De Svb heeft een verweerschrift ingediend.
Appellanten hebben nadere stukken ingediend.
Het onderzoek ter zitting heeft plaatsgevonden op 8 augustus 2019. Voor appellanten is [A] verschenen. De Svb heeft zich laten vertegenwoordigen door J.A.J. Groenendaal.

OVERWEGINGEN

1.1.
Voor een uitgebreid overzicht van de hier van belang zijnde feiten en omstandigheden wordt verwezen naar de aangevallen uitspraak. De Raad volstaat met het volgende.
1.2.
Appellanten waren ten tijde hier van belang met elkaar gehuwd en ontvingen laatstelijk een ouderdomspensioen op grond van de Algemene Ouderdomswet (AOW) voor een ongehuwde pensioengerechtigde.

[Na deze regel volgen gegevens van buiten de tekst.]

use std::path::PathBuf;
use std::sync::Arc;

use tokio::sync::Mutex;

use super::markup;
use super::prompt;
use super::relay::{HttpRelay, Relay, RelayError, RelayRequest};
use super::sections;
use super::types::{
    CollabError, OrchestrationState, PhaseStatus, PreconditionUnmet, Transition, VisionResult,
};
use crate::artwork::{ArtworkId, FileImageSource, ImageSource};
use crate::config::Config;

/// Token limits for the two round trips.
#[derive(Debug, Clone, Copy, PartialEq, Eq)]
pub struct CollabLimits {
    pub generation_max_tokens: u32,
    pub vision_max_tokens: u32,
}

impl Default for CollabLimits {
    fn default() -> Self {
        Self {
            generation_max_tokens: 1000,
            vision_max_tokens: 1500,
        }
    }
}

/// Sequences the two model round trips and owns the collaboration state.
///
/// Cloning yields another handle to the same session. The state lock is only
/// held between suspension points, never across a relay call, so the drawing
/// path and other triggers stay responsive while a request is in flight.
/// Every request start and every reset bumps `request_sequence`; a reply whose
/// sequence is no longer current is dropped.
#[derive(Clone)]
pub struct Orchestrator {
    state: Arc<Mutex<OrchestrationState>>,
    relay: Arc<dyn Relay>,
    images: Arc<dyn ImageSource>,
    limits: CollabLimits,
}

impl Orchestrator {
    pub fn new(relay: Arc<dyn Relay>, images: Arc<dyn ImageSource>, limits: CollabLimits) -> Self {
        Self {
            state: Arc::new(Mutex::new(OrchestrationState::default())),
            relay,
            images,
            limits,
        }
    }

    /// Builds an orchestrator talking to the configured relay and artwork directory.
    pub fn from_config(config: &Config, artwork_root: Option<PathBuf>) -> Result<Self, RelayError> {
        let relay = HttpRelay::new(&config.relay)?;
        let root = artwork_root.unwrap_or_else(|| config.artwork.directory.clone());
        let images = FileImageSource::new(
            root,
            config.artwork.max_dimension,
            config.artwork.jpeg_quality,
        );
        Ok(Self::new(
            Arc::new(relay),
            Arc::new(images),
            CollabLimits {
                generation_max_tokens: config.relay.generation_max_tokens,
                vision_max_tokens: config.relay.vision_max_tokens,
            },
        ))
    }

    /// Current state, cloned.
    pub async fn snapshot(&self) -> OrchestrationState {
        self.state.lock().await.clone()
    }

    /// Asks for head instructions, a body fragment and leg instructions for `artwork`.
    ///
    /// Any earlier results are discarded. Re-triggering for the artwork that
    /// is already in flight does nothing; a different artwork supersedes it.
    pub async fn start_phase1(&self, artwork: ArtworkId) -> Result<Transition, CollabError> {
        let sequence = {
            let mut state = self.state.lock().await;
            if state.phase1_in_flight() && state.selected_artwork.as_ref() == Some(&artwork) {
                log::debug!("Instructions for {artwork} already requested, ignoring");
                return Ok(Transition::Ignored);
            }

            state.request_sequence += 1;
            state.selected_artwork = Some(artwork.clone());
            state.generation = None;
            state.vision = None;
            state.phase1 = PhaseStatus::Pending;
            state.phase2 = PhaseStatus::Idle;
            state.phase2_notice = None;
            state.request_sequence
        };

        log::info!("Requesting instructions for '{}' (#{sequence})", artwork.title());
        let outcome = self
            .round_trip(&artwork, prompt::phase1_prompt(), self.limits.generation_max_tokens)
            .await;

        let mut state = self.state.lock().await;
        if state.request_sequence != sequence {
            log::info!("Discarding stale instructions reply #{sequence}");
            return Ok(Transition::Discarded);
        }

        // A refusal issued while instructions were pending no longer applies.
        state.phase2_notice = None;
        match outcome {
            Ok(raw_text) => {
                let generation = sections::parse(&raw_text);
                if !generation.is_structured {
                    log::warn!("Instructions arrived without the expected sections");
                }
                state.generation = Some(generation);
                state.phase1 = PhaseStatus::Ready;
                Ok(Transition::Applied)
            }
            Err(err) => {
                log::error!("Instructions request failed: {err}");
                state.phase1 = PhaseStatus::Failed(err.to_string());
                Err(err)
            }
        }
    }

    /// Asks the model to draw the complete figure from its own instructions.
    ///
    /// Refuses without any relay call unless phase 1 produced usable head and
    /// legs instructions.
    pub async fn start_phase2(&self) -> Result<Transition, CollabError> {
        let (sequence, artwork, request_prompt) = {
            let mut state = self.state.lock().await;
            if state.phase2_in_flight() {
                log::debug!("Complete vision already requested, ignoring");
                return Ok(Transition::Ignored);
            }

            let checked = state.vision_precondition().map(prompt::phase2_prompt);
            let checked = checked.and_then(|request_prompt| {
                state
                    .selected_artwork
                    .clone()
                    .map(|artwork| (artwork, request_prompt))
                    .ok_or(PreconditionUnmet::NoArtwork)
            });
            let (artwork, request_prompt) = match checked {
                Ok(ready) => ready,
                Err(unmet) => {
                    log::warn!("Complete vision refused: {unmet}");
                    state.phase2_notice = Some(unmet);
                    return Err(CollabError::PreconditionUnmet(unmet));
                }
            };

            state.request_sequence += 1;
            state.vision = None;
            state.phase2 = PhaseStatus::Pending;
            state.phase2_notice = None;
            (state.request_sequence, artwork, request_prompt)
        };

        log::info!("Requesting complete vision for '{}' (#{sequence})", artwork.title());
        let outcome = self
            .round_trip(&artwork, request_prompt, self.limits.vision_max_tokens)
            .await;

        let mut state = self.state.lock().await;
        if state.request_sequence != sequence {
            log::info!("Discarding stale vision reply #{sequence}");
            return Ok(Transition::Discarded);
        }

        match outcome {
            Ok(raw_text) => {
                let extraction = markup::extract(&raw_text);
                if !extraction.is_markup_found {
                    log::warn!("Vision reply contains no markup block");
                }
                state.vision = Some(VisionResult {
                    markup: extraction.markup,
                    raw_text,
                    is_markup_found: extraction.is_markup_found,
                });
                state.phase2 = PhaseStatus::Ready;
                Ok(Transition::Applied)
            }
            Err(err) => {
                log::error!("Vision request failed: {err}");
                state.phase2 = PhaseStatus::Failed(err.to_string());
                Err(err)
            }
        }
    }

    /// Drops all results and selections. Replies still in flight will be discarded.
    pub async fn reset(&self) {
        let mut state = self.state.lock().await;
        let request_sequence = state.request_sequence + 1;
        *state = OrchestrationState {
            request_sequence,
            ..OrchestrationState::default()
        };
        log::info!("Collaboration reset");
    }

    async fn round_trip(
        &self,
        artwork: &ArtworkId,
        prompt: String,
        max_tokens: u32,
    ) -> Result<String, CollabError> {
        let image = self
            .images
            .load_base64(artwork)
            .await
            .map_err(|e| CollabError::Image(e.to_string()))?;
        self.relay
            .complete(RelayRequest {
                prompt,
                image,
                max_tokens,
            })
            .await
            .map_err(|e| CollabError::Transport(e.to_string()))
    }
}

De Svb ging ervan uit dat bij appellanten sprake was van duurzaam gescheiden leven als bedoeld in artikel 1, derde lid, aanhef en onder b, van de AOW. Bij besluiten van 9 maart 2017, in stand gelaten bij beslissingen op bezwaar van 16 juni 2017 (bestreden besluiten), heeft de Svb het ouderdomspensioen van appellanten met ingang van maart 2017 herzien naar een ouderdomspensioen voor een gehuwde pensioengerechtigde. De Svb is hiertoe overgegaan omdat uit onderzoek is gebleken dat bij appellanten geen sprake is van duurzaam gescheiden leven.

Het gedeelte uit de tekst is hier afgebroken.